» Aim of the exercise: Lines from the line with "filename src/scanner/throttle.rs" to the line with "pub(crate) fn new(policy: ScanThrottlePolicy)" in the entries below, and only those, must be output exactly, with both ends included.

[Opening Material provided section]

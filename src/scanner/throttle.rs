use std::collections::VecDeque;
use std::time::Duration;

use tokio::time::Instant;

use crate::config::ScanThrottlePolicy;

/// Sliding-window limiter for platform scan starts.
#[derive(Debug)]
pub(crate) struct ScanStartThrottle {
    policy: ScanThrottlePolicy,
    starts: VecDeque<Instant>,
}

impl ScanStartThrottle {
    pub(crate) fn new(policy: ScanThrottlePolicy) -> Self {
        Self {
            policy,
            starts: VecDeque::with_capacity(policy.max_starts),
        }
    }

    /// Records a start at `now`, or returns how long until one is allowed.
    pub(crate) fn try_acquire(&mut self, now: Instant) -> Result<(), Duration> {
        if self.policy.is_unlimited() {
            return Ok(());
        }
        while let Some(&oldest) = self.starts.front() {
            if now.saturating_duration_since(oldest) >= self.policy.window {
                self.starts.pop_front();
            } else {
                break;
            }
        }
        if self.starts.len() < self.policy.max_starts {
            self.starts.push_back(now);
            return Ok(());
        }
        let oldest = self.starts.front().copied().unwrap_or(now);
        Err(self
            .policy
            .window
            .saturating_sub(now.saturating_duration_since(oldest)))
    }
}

[Closing Material provided section]
[Opening Material provided section]

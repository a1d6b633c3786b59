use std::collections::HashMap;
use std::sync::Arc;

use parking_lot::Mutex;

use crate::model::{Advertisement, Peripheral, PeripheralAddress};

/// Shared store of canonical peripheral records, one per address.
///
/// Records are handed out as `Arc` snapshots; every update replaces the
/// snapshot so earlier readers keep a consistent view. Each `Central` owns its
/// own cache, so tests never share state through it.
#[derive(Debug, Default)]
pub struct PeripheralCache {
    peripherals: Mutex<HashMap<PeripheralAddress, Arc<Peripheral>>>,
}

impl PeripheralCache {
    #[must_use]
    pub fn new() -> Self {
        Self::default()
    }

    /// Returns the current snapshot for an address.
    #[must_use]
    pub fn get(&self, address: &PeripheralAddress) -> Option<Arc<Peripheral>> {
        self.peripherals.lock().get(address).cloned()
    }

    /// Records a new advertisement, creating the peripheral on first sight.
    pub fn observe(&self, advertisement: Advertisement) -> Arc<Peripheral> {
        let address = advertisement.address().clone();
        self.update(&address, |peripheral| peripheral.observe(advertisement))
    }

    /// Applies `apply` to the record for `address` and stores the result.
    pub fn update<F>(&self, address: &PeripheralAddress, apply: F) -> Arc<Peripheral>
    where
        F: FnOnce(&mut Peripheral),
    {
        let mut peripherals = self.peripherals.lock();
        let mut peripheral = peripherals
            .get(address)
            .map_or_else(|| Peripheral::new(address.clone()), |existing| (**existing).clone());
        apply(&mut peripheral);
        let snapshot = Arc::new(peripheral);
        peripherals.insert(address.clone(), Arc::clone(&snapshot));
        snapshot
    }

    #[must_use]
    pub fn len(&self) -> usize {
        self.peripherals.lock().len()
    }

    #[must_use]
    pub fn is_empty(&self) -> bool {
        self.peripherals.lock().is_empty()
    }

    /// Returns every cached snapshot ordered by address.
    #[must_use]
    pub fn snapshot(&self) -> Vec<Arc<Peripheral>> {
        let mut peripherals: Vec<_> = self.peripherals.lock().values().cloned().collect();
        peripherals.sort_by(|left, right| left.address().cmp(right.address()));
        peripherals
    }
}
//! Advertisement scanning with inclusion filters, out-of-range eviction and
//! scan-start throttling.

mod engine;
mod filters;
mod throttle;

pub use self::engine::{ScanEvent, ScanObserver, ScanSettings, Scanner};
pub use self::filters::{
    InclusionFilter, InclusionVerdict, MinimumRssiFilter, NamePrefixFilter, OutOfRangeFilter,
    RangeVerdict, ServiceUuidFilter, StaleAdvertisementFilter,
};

[Closing Material provided section]
[Opening Material provided section]

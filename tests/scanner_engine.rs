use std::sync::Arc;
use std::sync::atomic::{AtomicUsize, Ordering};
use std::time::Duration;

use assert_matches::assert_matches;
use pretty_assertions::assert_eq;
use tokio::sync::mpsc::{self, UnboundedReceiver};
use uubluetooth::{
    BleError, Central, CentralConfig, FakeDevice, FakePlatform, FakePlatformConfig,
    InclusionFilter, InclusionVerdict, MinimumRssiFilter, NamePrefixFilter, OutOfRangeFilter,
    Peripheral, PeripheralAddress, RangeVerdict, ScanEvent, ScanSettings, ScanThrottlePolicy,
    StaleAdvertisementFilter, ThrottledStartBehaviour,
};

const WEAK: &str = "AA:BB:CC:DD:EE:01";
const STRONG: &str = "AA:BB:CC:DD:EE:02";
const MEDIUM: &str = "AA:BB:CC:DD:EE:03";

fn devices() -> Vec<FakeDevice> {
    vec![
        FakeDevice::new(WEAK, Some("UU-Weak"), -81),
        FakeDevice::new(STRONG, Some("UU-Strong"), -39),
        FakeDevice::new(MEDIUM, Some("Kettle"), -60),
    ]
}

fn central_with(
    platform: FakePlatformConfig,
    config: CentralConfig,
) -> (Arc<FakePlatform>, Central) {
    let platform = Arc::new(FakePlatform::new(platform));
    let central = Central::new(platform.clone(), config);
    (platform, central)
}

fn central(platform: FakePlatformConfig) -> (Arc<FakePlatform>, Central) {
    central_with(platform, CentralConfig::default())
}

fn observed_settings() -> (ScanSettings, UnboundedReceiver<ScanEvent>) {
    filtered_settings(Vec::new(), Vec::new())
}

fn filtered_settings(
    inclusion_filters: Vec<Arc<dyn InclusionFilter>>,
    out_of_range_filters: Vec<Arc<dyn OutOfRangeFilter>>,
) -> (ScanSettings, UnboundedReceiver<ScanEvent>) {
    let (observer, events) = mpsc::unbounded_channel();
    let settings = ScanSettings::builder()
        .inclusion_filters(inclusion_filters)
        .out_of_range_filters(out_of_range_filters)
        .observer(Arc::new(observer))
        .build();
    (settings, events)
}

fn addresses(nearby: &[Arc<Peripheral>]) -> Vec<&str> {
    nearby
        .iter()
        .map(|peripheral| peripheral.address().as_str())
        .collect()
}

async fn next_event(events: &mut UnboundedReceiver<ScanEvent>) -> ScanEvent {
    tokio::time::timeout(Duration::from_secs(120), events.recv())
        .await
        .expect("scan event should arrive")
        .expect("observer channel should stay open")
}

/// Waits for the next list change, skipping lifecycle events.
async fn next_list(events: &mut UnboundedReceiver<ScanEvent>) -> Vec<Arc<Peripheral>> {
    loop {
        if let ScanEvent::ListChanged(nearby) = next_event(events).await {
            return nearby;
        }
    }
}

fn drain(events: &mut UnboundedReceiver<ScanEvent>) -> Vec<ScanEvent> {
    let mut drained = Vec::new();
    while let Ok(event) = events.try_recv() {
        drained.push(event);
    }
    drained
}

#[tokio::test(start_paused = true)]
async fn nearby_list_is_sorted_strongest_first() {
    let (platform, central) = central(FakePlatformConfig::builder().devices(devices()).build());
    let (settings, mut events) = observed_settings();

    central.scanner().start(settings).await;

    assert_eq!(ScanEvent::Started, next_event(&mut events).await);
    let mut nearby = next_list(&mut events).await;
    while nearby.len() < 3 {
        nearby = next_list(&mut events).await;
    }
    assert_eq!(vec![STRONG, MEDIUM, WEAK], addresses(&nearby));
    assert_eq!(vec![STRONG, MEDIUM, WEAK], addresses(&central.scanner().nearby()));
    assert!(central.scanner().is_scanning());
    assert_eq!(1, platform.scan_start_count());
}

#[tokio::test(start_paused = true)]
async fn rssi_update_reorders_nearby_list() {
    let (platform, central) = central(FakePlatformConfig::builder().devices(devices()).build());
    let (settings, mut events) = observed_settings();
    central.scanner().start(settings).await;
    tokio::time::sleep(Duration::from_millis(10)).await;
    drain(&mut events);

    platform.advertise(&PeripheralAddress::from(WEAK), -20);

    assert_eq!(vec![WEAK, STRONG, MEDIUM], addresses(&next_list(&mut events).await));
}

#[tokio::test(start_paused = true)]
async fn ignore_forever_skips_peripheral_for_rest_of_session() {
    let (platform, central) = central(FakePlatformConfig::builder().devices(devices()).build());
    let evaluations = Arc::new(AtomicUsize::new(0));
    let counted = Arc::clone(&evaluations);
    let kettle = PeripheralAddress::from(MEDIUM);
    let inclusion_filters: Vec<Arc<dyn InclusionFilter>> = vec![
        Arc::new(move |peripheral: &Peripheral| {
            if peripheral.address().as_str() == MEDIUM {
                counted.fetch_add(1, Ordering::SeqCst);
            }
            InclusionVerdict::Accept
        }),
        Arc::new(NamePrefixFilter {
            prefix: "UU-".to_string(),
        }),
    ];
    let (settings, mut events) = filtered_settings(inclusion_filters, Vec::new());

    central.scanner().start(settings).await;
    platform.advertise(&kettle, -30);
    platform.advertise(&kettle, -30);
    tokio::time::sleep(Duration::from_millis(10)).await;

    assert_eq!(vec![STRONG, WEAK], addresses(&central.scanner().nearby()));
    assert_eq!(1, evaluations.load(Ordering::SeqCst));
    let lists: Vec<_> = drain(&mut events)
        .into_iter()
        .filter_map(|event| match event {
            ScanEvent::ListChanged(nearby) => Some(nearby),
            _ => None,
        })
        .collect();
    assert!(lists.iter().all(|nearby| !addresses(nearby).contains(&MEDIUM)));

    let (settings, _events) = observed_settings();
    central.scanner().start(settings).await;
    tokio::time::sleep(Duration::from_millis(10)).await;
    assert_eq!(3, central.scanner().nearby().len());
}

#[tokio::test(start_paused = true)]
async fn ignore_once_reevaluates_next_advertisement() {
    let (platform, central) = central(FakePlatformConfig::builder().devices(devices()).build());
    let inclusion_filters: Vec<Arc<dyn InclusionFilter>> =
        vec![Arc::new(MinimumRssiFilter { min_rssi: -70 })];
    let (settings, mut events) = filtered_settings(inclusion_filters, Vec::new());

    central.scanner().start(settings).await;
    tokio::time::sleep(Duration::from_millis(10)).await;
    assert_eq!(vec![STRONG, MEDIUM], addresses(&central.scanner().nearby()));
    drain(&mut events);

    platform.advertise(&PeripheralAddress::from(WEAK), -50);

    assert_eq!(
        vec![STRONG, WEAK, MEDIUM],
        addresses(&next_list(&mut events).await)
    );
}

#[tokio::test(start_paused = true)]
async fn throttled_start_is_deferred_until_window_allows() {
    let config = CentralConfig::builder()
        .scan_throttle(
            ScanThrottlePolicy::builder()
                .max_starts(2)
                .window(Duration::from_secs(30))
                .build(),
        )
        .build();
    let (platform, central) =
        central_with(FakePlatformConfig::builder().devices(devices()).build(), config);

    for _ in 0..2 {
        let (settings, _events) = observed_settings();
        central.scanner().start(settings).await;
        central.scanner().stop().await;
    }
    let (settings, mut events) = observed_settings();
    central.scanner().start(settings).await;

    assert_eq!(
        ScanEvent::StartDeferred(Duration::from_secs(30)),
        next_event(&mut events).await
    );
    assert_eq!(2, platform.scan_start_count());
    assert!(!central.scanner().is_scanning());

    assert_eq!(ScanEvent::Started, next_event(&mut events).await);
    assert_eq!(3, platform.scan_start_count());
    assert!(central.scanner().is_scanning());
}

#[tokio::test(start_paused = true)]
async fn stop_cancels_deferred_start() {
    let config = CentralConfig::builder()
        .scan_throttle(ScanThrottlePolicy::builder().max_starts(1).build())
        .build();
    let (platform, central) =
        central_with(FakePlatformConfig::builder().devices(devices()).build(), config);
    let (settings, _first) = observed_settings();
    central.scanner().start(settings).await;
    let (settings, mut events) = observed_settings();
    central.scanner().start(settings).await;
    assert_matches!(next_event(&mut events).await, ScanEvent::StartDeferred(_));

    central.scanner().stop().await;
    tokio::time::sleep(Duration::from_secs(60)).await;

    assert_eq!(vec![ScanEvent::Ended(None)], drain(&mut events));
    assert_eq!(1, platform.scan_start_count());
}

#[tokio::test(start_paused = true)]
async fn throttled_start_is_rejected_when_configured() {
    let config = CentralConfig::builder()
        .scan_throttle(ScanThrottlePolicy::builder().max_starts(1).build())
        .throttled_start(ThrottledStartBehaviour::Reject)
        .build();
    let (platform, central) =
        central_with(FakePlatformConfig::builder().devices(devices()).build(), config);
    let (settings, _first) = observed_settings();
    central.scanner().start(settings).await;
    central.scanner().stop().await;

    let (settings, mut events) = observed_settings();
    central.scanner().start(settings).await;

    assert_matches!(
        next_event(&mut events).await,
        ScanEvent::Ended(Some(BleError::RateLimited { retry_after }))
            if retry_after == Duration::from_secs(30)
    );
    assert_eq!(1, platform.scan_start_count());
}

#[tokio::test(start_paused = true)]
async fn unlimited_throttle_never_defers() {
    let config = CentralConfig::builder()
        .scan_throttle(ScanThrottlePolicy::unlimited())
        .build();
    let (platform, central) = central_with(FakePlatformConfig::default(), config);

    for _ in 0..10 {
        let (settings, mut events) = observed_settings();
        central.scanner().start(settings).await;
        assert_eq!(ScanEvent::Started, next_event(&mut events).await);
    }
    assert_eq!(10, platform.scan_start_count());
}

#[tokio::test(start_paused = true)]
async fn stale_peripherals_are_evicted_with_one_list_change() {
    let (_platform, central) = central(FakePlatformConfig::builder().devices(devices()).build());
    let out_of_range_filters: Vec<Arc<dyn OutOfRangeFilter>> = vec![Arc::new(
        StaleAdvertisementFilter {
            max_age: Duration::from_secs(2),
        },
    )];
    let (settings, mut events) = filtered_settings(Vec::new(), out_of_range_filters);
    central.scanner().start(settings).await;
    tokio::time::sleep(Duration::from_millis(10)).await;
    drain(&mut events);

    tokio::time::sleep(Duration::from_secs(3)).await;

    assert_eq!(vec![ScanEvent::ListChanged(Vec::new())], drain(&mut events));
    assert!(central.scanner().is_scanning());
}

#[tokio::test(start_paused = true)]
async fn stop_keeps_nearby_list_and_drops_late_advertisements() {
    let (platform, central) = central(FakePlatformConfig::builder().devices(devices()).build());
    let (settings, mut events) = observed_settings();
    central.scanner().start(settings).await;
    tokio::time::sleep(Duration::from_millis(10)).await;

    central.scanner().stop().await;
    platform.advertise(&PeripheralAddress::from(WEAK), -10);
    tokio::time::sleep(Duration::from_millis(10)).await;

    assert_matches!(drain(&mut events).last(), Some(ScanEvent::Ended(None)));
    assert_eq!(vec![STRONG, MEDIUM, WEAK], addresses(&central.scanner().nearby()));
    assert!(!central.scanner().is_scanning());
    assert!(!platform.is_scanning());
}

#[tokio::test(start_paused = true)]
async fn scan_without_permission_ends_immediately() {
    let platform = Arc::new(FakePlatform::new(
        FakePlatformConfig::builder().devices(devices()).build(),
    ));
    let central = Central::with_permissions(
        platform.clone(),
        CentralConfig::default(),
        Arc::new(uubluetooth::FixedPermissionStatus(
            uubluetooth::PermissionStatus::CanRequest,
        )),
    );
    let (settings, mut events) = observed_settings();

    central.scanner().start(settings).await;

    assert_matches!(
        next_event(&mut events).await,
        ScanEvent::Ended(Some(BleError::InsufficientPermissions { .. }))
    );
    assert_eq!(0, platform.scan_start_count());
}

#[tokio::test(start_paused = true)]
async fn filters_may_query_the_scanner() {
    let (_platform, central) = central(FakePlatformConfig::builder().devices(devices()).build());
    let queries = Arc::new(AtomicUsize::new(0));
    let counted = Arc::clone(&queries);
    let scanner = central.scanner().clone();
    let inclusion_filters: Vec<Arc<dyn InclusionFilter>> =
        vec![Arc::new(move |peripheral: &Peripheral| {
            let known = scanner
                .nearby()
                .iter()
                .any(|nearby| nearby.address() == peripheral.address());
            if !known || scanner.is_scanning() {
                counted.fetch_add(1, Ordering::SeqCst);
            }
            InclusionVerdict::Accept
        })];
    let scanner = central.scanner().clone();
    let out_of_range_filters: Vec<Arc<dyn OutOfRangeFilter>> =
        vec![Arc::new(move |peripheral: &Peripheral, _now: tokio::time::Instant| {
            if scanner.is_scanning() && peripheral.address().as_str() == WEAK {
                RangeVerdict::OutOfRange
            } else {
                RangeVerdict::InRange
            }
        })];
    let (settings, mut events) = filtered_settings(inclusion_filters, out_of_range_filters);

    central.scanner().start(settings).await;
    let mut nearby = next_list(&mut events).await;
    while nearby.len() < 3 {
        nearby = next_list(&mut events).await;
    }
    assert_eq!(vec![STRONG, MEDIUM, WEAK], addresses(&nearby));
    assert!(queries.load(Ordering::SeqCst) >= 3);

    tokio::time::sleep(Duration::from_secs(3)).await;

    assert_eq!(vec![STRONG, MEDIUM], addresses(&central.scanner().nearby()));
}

[Closing Material provided section]

» Result:
filename src/scanner/throttle.rs
use std::collections::VecDeque;
use std::time::Duration;

use tokio::time::Instant;

use crate::config::ScanThrottlePolicy;

/// Sliding-window limiter for platform scan starts.
#[derive(Debug)]
pub(crate) struct ScanStartThrottle {
    policy: ScanThrottlePolicy,
    starts: VecDeque<Instant>,
}

impl ScanStartThrottle {
    pub(crate) fn new(policy: ScanThrottlePolicy) -> Self {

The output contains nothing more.